"And the seeds that fell on the good soil represent honest, good-hearted people who hear God's word, cling to it, and patiently produce a huge harvest."
Luke 8:15 (New Living Translation)
For the last 13 years or so, my family has been on a journey, on a path not like any that those in my family had traveled before. Minus one year when we were out of the country, we have educated our children at home. At the end of this coming academic year, Lord willing, we'll send out our first graduate, and then four more over the next 6 years.
Over the last weekend, I had the blessing of attending the Texas Home School Coalition Southwest Convention and Family Conference. At this point in the passage, I don't really need to hear about curriculum choices or scheduling suggestions or teaching tips. No. At this point, all I really need to do is to remember why.
Why did we choose home schooling all those years ago, when our now high school senior was not even school-aged, when her younger sisters had not even been born, when we should have been thinking preschool and Mom's Day Out and Montessori methods?
And why do we choose home schooling today, when there are options in front of us, and when being responsible for the education of 5 curious and uniquely different youths seems impossibly overwhelming, and perhaps we should be thinking weighted GPA's and varsity athletics and show choir and marching band?
Back then and still now it was and is the wisdom and promise of Deuteronomy 11:18-21 that impresses us:
You shall therefore impress these words of mine on your heart and on your soul; and you shall bind them as a sign on your hand, and they shall be as frontals on your forehead. And you shall teach them to your sons, talking of them when you sit in your house and when you walk along the road and when you lie down and when you rise up. And you shall write them on the doorposts of your house and on your gates, so that your days and the days of your sons may be multiplied on the land which the Lord swore to your fathers to give them, as long as the heavens remain above the earth.

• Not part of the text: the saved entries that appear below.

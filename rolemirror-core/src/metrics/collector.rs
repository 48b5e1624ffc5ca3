//! Event loop counters

use serde::{Deserialize, Serialize};
use std::sync::atomic::{AtomicU64, Ordering};

/// Snapshot of what the event layer has seen
#[derive(Debug, Clone, Copy, Default, PartialEq, Eq, Serialize, Deserialize)]
pub struct EventLoopStats {
    pub received: u64,
    pub handled: u64,
    pub ignored: u64,
    pub failed: u64,
}

/// Lock-free counters shared by concurrent event handlers
#[derive(Debug, Default)]
pub struct EventCollector {
    received: AtomicU64,
    handled: AtomicU64,
    ignored: AtomicU64,
    failed: AtomicU64,
}

impl EventCollector {
    pub fn new() -> Self {
        Self::default()
    }

    pub fn inc_received(&self) {
        self.received.fetch_add(1, Ordering::Relaxed);
    }

    /// An event led to a reconciliation
    pub fn inc_handled(&self) {
        self.handled.fetch_add(1, Ordering::Relaxed);
    }

    /// An event was filtered out before reconciliation
    pub fn inc_ignored(&self) {
        self.ignored.fetch_add(1, Ordering::Relaxed);
    }

    /// A handled event produced a failed outcome
    pub fn inc_failed(&self) {
        self.failed.fetch_add(1, Ordering::Relaxed);
    }

    pub fn snapshot(&self) -> EventLoopStats {
        EventLoopStats {
            received: self.received.load(Ordering::Relaxed),
            handled: self.handled.load(Ordering::Relaxed),
            ignored: self.ignored.load(Ordering::Relaxed),
            failed: self.failed.load(Ordering::Relaxed),
        }
    }
}
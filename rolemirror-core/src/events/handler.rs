//! Event filtering and dispatch into the engine

use super::MembershipEvent;
use crate::config::SyncTriggers;
use crate::directory::{Directory, Mutator};
use crate::metrics::{self, EventCollector, EventLoopStats};
use crate::model::{SpaceSide, StatusMarker, UserId};
use crate::sync::{RoleSyncEngine, SyncAction, SyncError, SyncOutcome};
use std::sync::Arc;
use std::time::Duration;
use tokio::sync::mpsc;
use tracing::{debug, info, warn};

/// Why an event did not lead to a reconciliation
#[derive(Debug, Clone, Copy, PartialEq, Eq)]
enum Skip {
    ForeignSpace,
    WrongSide,
    TriggerDisabled,
    MarkerUnchanged,
}

/// Turns membership events into reconciliations.
///
/// Joins are acted on in the mirror space, marker changes in the source
/// space. Everything else is ignored.
pub struct EventHandler<D, M> {
    engine: Arc<RoleSyncEngine<D, M>>,
    triggers: SyncTriggers,
    call_timeout: Option<Duration>,
    stats: EventCollector,
}

impl<D, M> EventHandler<D, M>
where
    D: Directory,
    M: Mutator,
{
    pub fn new(engine: Arc<RoleSyncEngine<D, M>>, triggers: SyncTriggers) -> Self {
        Self { engine, triggers, call_timeout: None, stats: EventCollector::new() }
    }

    /// Bound each reconciliation; an expired budget yields a failed outcome
    pub fn with_call_timeout(mut self, timeout: Option<Duration>) -> Self {
        self.call_timeout = timeout;
        self
    }

    pub fn engine(&self) -> &Arc<RoleSyncEngine<D, M>> {
        &self.engine
    }

    pub fn stats(&self) -> EventLoopStats {
        self.stats.snapshot()
    }

    /// Handle one event. Returns `None` when the event was ignored.
    pub async fn handle(&self, event: &MembershipEvent) -> Option<SyncOutcome> {
        self.stats.inc_received();
        let log = self.engine.log_context();
        let member = event.member();

        if let Err(skip) = self.filter(event) {
            self.stats.inc_ignored();
            metrics::record_event("ignored");
            log.in_scope(|| debug!(user = %member.username, reason = ?skip, "Ignoring membership event"));
            return None;
        }

        match event {
            MembershipEvent::Joined { .. } => {
                log.in_scope(|| info!("User {} joined mirror space", member.username))
            }
            MembershipEvent::Updated { .. } => log.in_scope(|| {
                let change = if self.engine.tracked_marker().is_carried_by(member) { "added" } else { "removed" };
                info!("{} role {} for {} in source space", self.engine.tracked_marker(), change, member.username)
            }),
        }

        let outcome = self.reconcile(event.user_id(), &member.username).await;
        self.stats.inc_handled();

        match outcome.action {
            SyncAction::Added | SyncAction::Removed => {
                metrics::record_event("handled");
                log.in_scope(|| info!("Mirror updated for {}: {}", member.username, outcome.action));
            }
            SyncAction::NoChange => {
                metrics::record_event("handled");
                log.in_scope(|| debug!("No {} role sync needed for {}", self.engine.tracked_marker(), member.username));
            }
            SyncAction::Error => {
                self.stats.inc_failed();
                metrics::record_event("failed");
                log.in_scope(|| {
                    warn!(
                        "Failed to sync {} role for {}: {}",
                        self.engine.tracked_marker(),
                        member.username,
                        outcome.error.as_deref().unwrap_or("unknown error")
                    )
                });
            }
        }

        Some(outcome)
    }

    fn filter(&self, event: &MembershipEvent) -> Result<(), Skip> {
        let side = self.engine.spaces().side_of(event.space_id()).ok_or(Skip::ForeignSpace)?;

        match event {
            MembershipEvent::Joined { .. } => {
                if side != SpaceSide::Mirror {
                    return Err(Skip::WrongSide);
                }
                if !self.triggers.sync_on_join {
                    return Err(Skip::TriggerDisabled);
                }
            }
            MembershipEvent::Updated { previous_markers, member, .. } => {
                if side != SpaceSide::Source {
                    return Err(Skip::WrongSide);
                }
                if !self.triggers.sync_on_marker_change {
                    return Err(Skip::TriggerDisabled);
                }
                if !self.marker_changed(previous_markers.as_deref(), &member.markers) {
                    return Err(Skip::MarkerUnchanged);
                }
            }
        }

        Ok(())
    }

    /// An unknown previous state always counts as a change
    fn marker_changed(&self, previous: Option<&[StatusMarker]>, current: &[StatusMarker]) -> bool {
        let tracked = self.engine.tracked_marker();
        match previous {
            Some(previous) => tracked.find_in(previous).is_some() != tracked.find_in(current).is_some(),
            None => true,
        }
    }

    async fn reconcile(&self, user_id: &UserId, username: &str) -> SyncOutcome {
        let Some(after) = self.call_timeout else {
            return self.engine.sync_status(user_id).await;
        };

        match tokio::time::timeout(after, self.engine.sync_status(user_id)).await {
            Ok(outcome) => outcome,
            Err(_) => {
                let outcome = SyncOutcome::failed(user_id.clone(), Some(username), &SyncError::TimedOut { after });
                metrics::record_outcome(&outcome);
                outcome
            }
        }
    }

    /// Consume events until every sender is dropped.
    ///
    /// Runs an existing-member sweep first when `sweep_on_startup` is set.
    pub async fn run(&self, mut events: mpsc::Receiver<MembershipEvent>) -> EventLoopStats {
        if self.triggers.sweep_on_startup {
            if let Err(err) = self.engine.sync_existing_members().await {
                self.engine.log_context().in_scope(|| warn!("Startup sweep aborted: {}", err));
            }
        }

        while let Some(event) = events.recv().await {
            self.handle(&event).await;
        }

        self.engine.log_context().in_scope(|| info!("Event channel closed, stopping"));
        self.stats()
    }
}

#[cfg(test)]
mod tests {
    use super::*;
    use crate::directory::InMemoryDirectory;
    use crate::logging::LogContext;
    use crate::model::{Member, Space, SpaceId, TrackedMarker};
    use crate::sync::SpacePair;

    fn setup(triggers: SyncTriggers) -> (Arc<InMemoryDirectory>, EventHandler<InMemoryDirectory, InMemoryDirectory>) {
        let directory = Arc::new(InMemoryDirectory::new());
        directory.add_space(Space::new("a", "Source"));
        directory.add_space(Space::new("b", "Mirror"));
        directory.define_marker(&SpaceId::from("a"), StatusMarker::new("ra", "Staff"));
        directory.define_marker(&SpaceId::from("b"), StatusMarker::new("rb", "Staff"));
        directory.upsert_member(Member::new("1", "alice", "a").with_marker(StatusMarker::new("ra", "Staff")));
        directory.upsert_member(Member::new("1", "alice", "b"));

        let engine = Arc::new(RoleSyncEngine::new(
            directory.clone(),
            directory.clone(),
            SpacePair::new("a", "b"),
            TrackedMarker::default(),
            LogContext::silent(),
        ));
        (directory, EventHandler::new(engine, triggers))
    }

    fn joined(space: &str) -> MembershipEvent {
        MembershipEvent::Joined { space_id: SpaceId::from(space), member: Member::new("1", "alice", space) }
    }

    #[tokio::test]
    async fn test_join_in_mirror_reconciles() {
        let (directory, handler) = setup(SyncTriggers::default());
        let outcome = handler.handle(&joined("b")).await.unwrap();

        assert_eq!(outcome.action, SyncAction::Added);
        assert_eq!(directory.call_counts().grant, 1);
    }

    #[tokio::test]
    async fn test_join_in_source_is_ignored() {
        let (directory, handler) = setup(SyncTriggers::default());
        assert!(handler.handle(&joined("a")).await.is_none());
        assert!(handler.handle(&joined("elsewhere")).await.is_none());

        assert_eq!(directory.call_counts().get_space, 0);
        assert_eq!(handler.stats().ignored, 2);
    }

    #[tokio::test]
    async fn test_join_trigger_disabled() {
        let triggers = SyncTriggers { sync_on_join: false, ..SyncTriggers::default() };
        let (_, handler) = setup(triggers);
        assert!(handler.handle(&joined("b")).await.is_none());
    }

    #[tokio::test]
    async fn test_update_without_marker_flip_is_ignored() {
        let (_, handler) = setup(SyncTriggers::default());
        let staff = StatusMarker::new("ra", "Staff");
        let event = MembershipEvent::Updated {
            space_id: SpaceId::from("a"),
            previous_markers: Some(vec![staff.clone()]),
            member: Member::new("1", "alice", "a")
                .with_marker(staff)
                .with_marker(StatusMarker::new("rx", "Nickname Color")),
        };

        assert!(handler.handle(&event).await.is_none());
    }

    #[tokio::test]
    async fn test_update_with_marker_flip_reconciles() {
        let (_, handler) = setup(SyncTriggers::default());
        let event = MembershipEvent::Updated {
            space_id: SpaceId::from("a"),
            previous_markers: Some(vec![]),
            member: Member::new("1", "alice", "a").with_marker(StatusMarker::new("ra", "STAFF")),
        };

        let outcome = handler.handle(&event).await.unwrap();
        assert_eq!(outcome.action, SyncAction::Added);
    }

    #[tokio::test]
    async fn test_update_with_unknown_previous_state_reconciles() {
        let (_, handler) = setup(SyncTriggers::default());
        let event = MembershipEvent::Updated {
            space_id: SpaceId::from("a"),
            previous_markers: None,
            member: Member::new("1", "alice", "a"),
        };

        // The live source record still carries the marker, so the mirror gains it
        let outcome = handler.handle(&event).await.unwrap();
        assert_eq!(outcome.action, SyncAction::Added);
    }

    #[tokio::test]
    async fn test_update_in_mirror_is_ignored() {
        let (_, handler) = setup(SyncTriggers::default());
        let event = MembershipEvent::Updated {
            space_id: SpaceId::from("b"),
            previous_markers: None,
            member: Member::new("1", "alice", "b"),
        };

        assert!(handler.handle(&event).await.is_none());
    }

    #[tokio::test]
    async fn test_failed_outcome_is_counted() {
        let (directory, handler) = setup(SyncTriggers::default());
        directory.fail_mutations_for(&UserId::from("1"));

        let outcome = handler.handle(&joined("b")).await.unwrap();
        assert!(!outcome.success);

        let stats = handler.stats();
        assert_eq!(stats.handled, 1);
        assert_eq!(stats.failed, 1);
    }

    #[tokio::test]
    async fn test_run_consumes_until_closed() {
        let triggers = SyncTriggers { sweep_on_startup: true, ..SyncTriggers::default() };
        let (directory, handler) = setup(triggers);
        let (tx, rx) = mpsc::channel(8);

        tx.send(joined("a")).await.unwrap();
        tx.send(joined("b")).await.unwrap();
        drop(tx);

        let stats = handler.run(rx).await;
        assert_eq!(stats.received, 2);
        assert_eq!(stats.handled, 1);
        assert_eq!(stats.ignored, 1);
        // Startup sweep granted; the join event then found nothing to do
        assert_eq!(directory.call_counts().grant, 1);
    }
}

Because now, 2/3 of the way through this journey, we know all too well that time with these blessings is short. We know that there is no foolproof formula for success, and we know that we cannot of ourselves prevent rebellion or heartbreak. But we have 13 years now of walking along the way. We have had the joy of making memories. We've memorized poems and Scripture. We've built castles and cooked medieval feasts. We've displaced liquids and we've dissected frogs, squeamishly, down to the very last egg in that female's ovary. We've prayed for far-away people groups and we've read about far-away lands. We've served lunch to our home bound neighbors in sun and rain and snow. We've spelled list after list of words and transitioned from block print to cursive to keyboarding and declined Latin verbs and sang multiplication tables and deciphered the Periodic Table. We've shared sweet fellowship in music and athletics and co-ops. And we've done it all together, as a family.
Together as a family- which means that besides all that, we've worked through a boat-load of sin; which means that we are STILL, even today, learning what repentance and forgiveness and reconciliation and GRACE mean, in very practical, very real, ways. And in all those efforts, whether academic or spiritual, we have been planting seeds in soil long prepared. Now, as the fruit begins to ripen and the harvest we have prayed for is just a short time away, we still hear and study God's Word, and cling to it, and patiently wait.

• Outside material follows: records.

//! Integration tests for the rolemirror binary
//!
//! Each test writes a configuration and a directory snapshot into a temp
//! directory and runs the compiled binary against them.

use serde_json::Value;
use std::path::{Path, PathBuf};
use std::process::{Command, Output};
use tempfile::TempDir;

const SNAPSHOT: &str = r#"{
    "spaces": [
        {
            "id": "111",
            "name": "Source",
            "markers": [{ "id": "ra", "name": "Staff" }],
            "members": [
                { "user_id": "1", "username": "alice", "markers": ["ra"] },
                { "user_id": "2", "username": "bob" },
                { "user_id": "3", "username": "carol", "markers": ["ra"] }
            ]
        },
        {
            "id": "222",
            "name": "Mirror",
            "markers": [{ "id": "rb", "name": "STAFF" }],
            "members": [
                { "user_id": "1", "username": "alice" },
                { "user_id": "2", "username": "bob", "markers": ["rb"] }
            ]
        }
    ]
}"#;

struct Workspace {
    dir: TempDir,
}

impl Workspace {
    fn new() -> Self {
        let dir = TempDir::new().unwrap();
        std::fs::write(dir.path().join("snapshot.json"), SNAPSHOT).unwrap();
        std::fs::write(
            dir.path().join("rolemirror.toml"),
            "[sync]\nsource_space_id = \"111\"\nmirror_space_id = \"222\"\n\n[logging]\nlevel = \"warn\"\n",
        )
        .unwrap();
        Self { dir }
    }

    fn path(&self, name: &str) -> PathBuf {
        self.dir.path().join(name)
    }

    fn run(&self, args: &[&str]) -> Output {
        Command::new(env!("CARGO_BIN_EXE_rolemirror"))
            .arg("--config")
            .arg(self.path("rolemirror.toml"))
            .arg("--snapshot")
            .arg(self.path("snapshot.json"))
            .args(args)
            .env_remove("RUST_LOG")
            .output()
            .unwrap()
    }
}

fn stdout_json(output: &Output) -> Value {
    serde_json::from_slice(&output.stdout).unwrap()
}

fn write_events(path: &Path) {
    std::fs::write(
        path,
        r#"[
            { "kind": "joined", "space_id": "222",
              "member": { "user_id": "1", "username": "alice", "space_id": "222" } },
            { "kind": "joined", "space_id": "111",
              "member": { "user_id": "1", "username": "alice", "space_id": "111" } },
            { "kind": "updated", "space_id": "111", "previous_markers": [{ "id": "ra", "name": "Staff" }],
              "member": { "user_id": "2", "username": "bob", "space_id": "111" } }
        ]"#,
    )
    .unwrap();
}

#[test]
fn test_check_config() {
    let ws = Workspace::new();
    let output = ws.run(&["check-config"]);

    assert!(output.status.success());
    let stdout = String::from_utf8_lossy(&output.stdout);
    assert!(stdout.contains("source space:   111"));
    assert!(stdout.contains("tracked marker: Staff"));
}

#[test]
fn test_sync_single_user() {
    let ws = Workspace::new();
    let output = ws.run(&["sync", "1"]);

    assert!(output.status.success());
    let outcome = stdout_json(&output);
    assert_eq!(outcome["action"], "added");
    assert_eq!(outcome["username"], "alice");
}

#[test]
fn test_sync_missing_user_exits_non_zero() {
    let ws = Workspace::new();
    let output = ws.run(&["sync", "3"]);

    assert_eq!(output.status.code(), Some(1));
    let outcome = stdout_json(&output);
    assert_eq!(outcome["action"], "error");
    assert_eq!(outcome["success"], false);
}

#[test]
fn test_full_sweep_report() {
    let ws = Workspace::new();
    let output = ws.run(&["sweep"]);

    assert!(output.status.success());
    let report = stdout_json(&output);
    assert_eq!(report["scanned"], 3);
    assert_eq!(report["added"], 1);
    assert_eq!(report["removed"], 1);
    assert_eq!(report["errors"], 1);
}

#[test]
fn test_existing_sweep_report() {
    let ws = Workspace::new();
    let output = ws.run(&["sweep", "--existing"]);

    assert!(output.status.success());
    let report = stdout_json(&output);
    assert_eq!(report["scanned"], 2);
    assert_eq!(report["errors"], 0);
}

#[test]
fn test_replay_events() {
    let ws = Workspace::new();
    write_events(&ws.path("events.json"));
    let output = ws.run(&["replay", ws.path("events.json").to_str().unwrap()]);

    assert!(output.status.success());
    let stats = stdout_json(&output);
    assert_eq!(stats["received"], 3);
    assert_eq!(stats["handled"], 2);
    assert_eq!(stats["ignored"], 1);
    assert_eq!(stats["failed"], 0);
}

#[test]
fn test_missing_snapshot_fails() {
    let ws = Workspace::new();
    let output = Command::new(env!("CARGO_BIN_EXE_rolemirror"))
        .arg("--config")
        .arg(ws.path("rolemirror.toml"))
        .arg("--snapshot")
        .arg(ws.path("nope.json"))
        .args(["sync", "1"])
        .output()
        .unwrap();

    assert!(!output.status.success());
}
//! Error types for the logging subsystem

use thiserror::Error;

/// Errors that can occur in the logging subsystem
#[derive(Debug, Clone, Error, PartialEq, Eq)]
pub enum LoggingError {
    /// Failed to install the process-wide subscriber
    #[error("Failed to initialize logging: {0}")]
    InitializationFailed(String),

    /// Invalid configuration provided
    #[error("Invalid logging configuration: {0}")]
    InvalidConfiguration(String),
}
//! Reconciliation failure taxonomy

use crate::directory::{DirectoryError, MutationError};
use crate::model::{SpaceId, SpaceSide, TrackedMarker, UserId};
use thiserror::Error;

/// Why a reconciliation could not complete.
///
/// None of these are retried by the engine. A later event for the same user
/// re-runs the whole reconciliation.
#[derive(Debug, Clone, Error, PartialEq, Eq)]
pub enum SyncError {
    /// One of the two spaces could not be resolved
    #[error("Could not fetch {side} space {space_id}: {reason}")]
    SpaceUnavailable { side: SpaceSide, space_id: SpaceId, reason: String },

    /// The user is not a member of one or both spaces
    #[error("Member {user_id} not found in one or both servers")]
    MemberAbsent { user_id: UserId },

    /// The member lookup itself failed
    #[error("Could not fetch member {user_id} from {side} space: {reason}")]
    MemberLookupFailed { side: SpaceSide, user_id: UserId, reason: String },

    /// The tracked marker is not defined in the mirror space
    #[error("{marker} role not found in server {space}")]
    MarkerUndefined { marker: TrackedMarker, space: String },

    /// Grant or revoke was rejected
    #[error("Failed to {verb} {marker} role: {reason}")]
    MutationFailed { verb: &'static str, marker: TrackedMarker, reason: String },

    /// The caller's time budget ran out before the reconciliation finished
    #[error("Reconciliation timed out after {}", humantime::format_duration(*.after))]
    TimedOut { after: std::time::Duration },

    /// Anything unexpected, including panics inside collaborators
    #[error("Internal error: {0}")]
    Internal(String),
}

impl SyncError {
    pub(crate) fn space(side: SpaceSide, space_id: &SpaceId, err: DirectoryError) -> Self {
        SyncError::SpaceUnavailable { side, space_id: space_id.clone(), reason: err.to_string() }
    }

    pub(crate) fn lookup(side: SpaceSide, user_id: &UserId, err: DirectoryError) -> Self {
        SyncError::MemberLookupFailed { side, user_id: user_id.clone(), reason: err.to_string() }
    }

    pub(crate) fn grant(marker: &TrackedMarker, err: MutationError) -> Self {
        SyncError::MutationFailed { verb: "add", marker: marker.clone(), reason: err.to_string() }
    }

    pub(crate) fn revoke(marker: &TrackedMarker, err: MutationError) -> Self {
        SyncError::MutationFailed { verb: "remove", marker: marker.clone(), reason: err.to_string() }
    }

    /// Short label used for metrics and structured logs
    pub fn kind(&self) -> &'static str {
        match self {
            SyncError::SpaceUnavailable { .. } => "space_unavailable",
            SyncError::MemberAbsent { .. } => "member_absent",
            SyncError::MemberLookupFailed { .. } => "member_lookup_failed",
            SyncError::MarkerUndefined { .. } => "marker_undefined",
            SyncError::MutationFailed { .. } => "mutation_failed",
            SyncError::TimedOut { .. } => "timed_out",
            SyncError::Internal(_) => "internal",
        }
    }
}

I know that none of that makes much sense when looked at through the lens of traditional American education. Our route has been different than many would expect, different than my own experience. My students will never be on the honor roll. They won't have varsity letters on a jacket. They probably won't even go to a prom. Maybe by worldly standards they will have missed out.

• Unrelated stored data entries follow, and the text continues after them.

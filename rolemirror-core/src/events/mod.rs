//! Membership events that trigger reconciliation
//!
//! The transport that produces these events lives outside this crate. It
//! forwards two kinds of notification:
//!
//! - a user joined a space
//! - a member's markers changed in a space
//!
//! [`EventHandler`] decides which of them warrant a reconciliation and runs it.

pub mod handler;

pub use handler::EventHandler;

use crate::model::{Member, SpaceId, StatusMarker, UserId};
use serde::{Deserialize, Serialize};

/// A membership notification from one of the two spaces
#[derive(Debug, Clone, PartialEq, Eq, Serialize, Deserialize)]
#[serde(tag = "kind", rename_all = "snake_case")]
pub enum MembershipEvent {
    /// A user joined `space_id`
    Joined { space_id: SpaceId, member: Member },

    /// A member's markers changed in `space_id`.
    ///
    /// `previous_markers` is `None` when the transport only had a partial
    /// record of the member before the change.
    Updated {
        space_id: SpaceId,
        #[serde(default)]
        previous_markers: Option<Vec<StatusMarker>>,
        member: Member,
    },
}

impl MembershipEvent {
    pub fn space_id(&self) -> &SpaceId {
        match self {
            MembershipEvent::Joined { space_id, .. } | MembershipEvent::Updated { space_id, .. } => {
                space_id
            }
        }
    }

    pub fn member(&self) -> &Member {
        match self {
            MembershipEvent::Joined { member, .. } | MembershipEvent::Updated { member, .. } => member,
        }
    }

    pub fn user_id(&self) -> &UserId {
        &self.member().user_id
    }
}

I'm not worried. I am confident that God uses those whose hearts are fully His. As my kids have grown and matured, past the rough places of their hearts we see young people who are curious, who know how to work hard, who look to serve others, who seek after the Lord. And though I have regrets in parenting, having educated my kids at home is not yet one of them. By His grace, we'll continue to sow seeds for His Kingdom. And until He shows our family otherwise, we'll continue to do that while educating our kids primarily at home.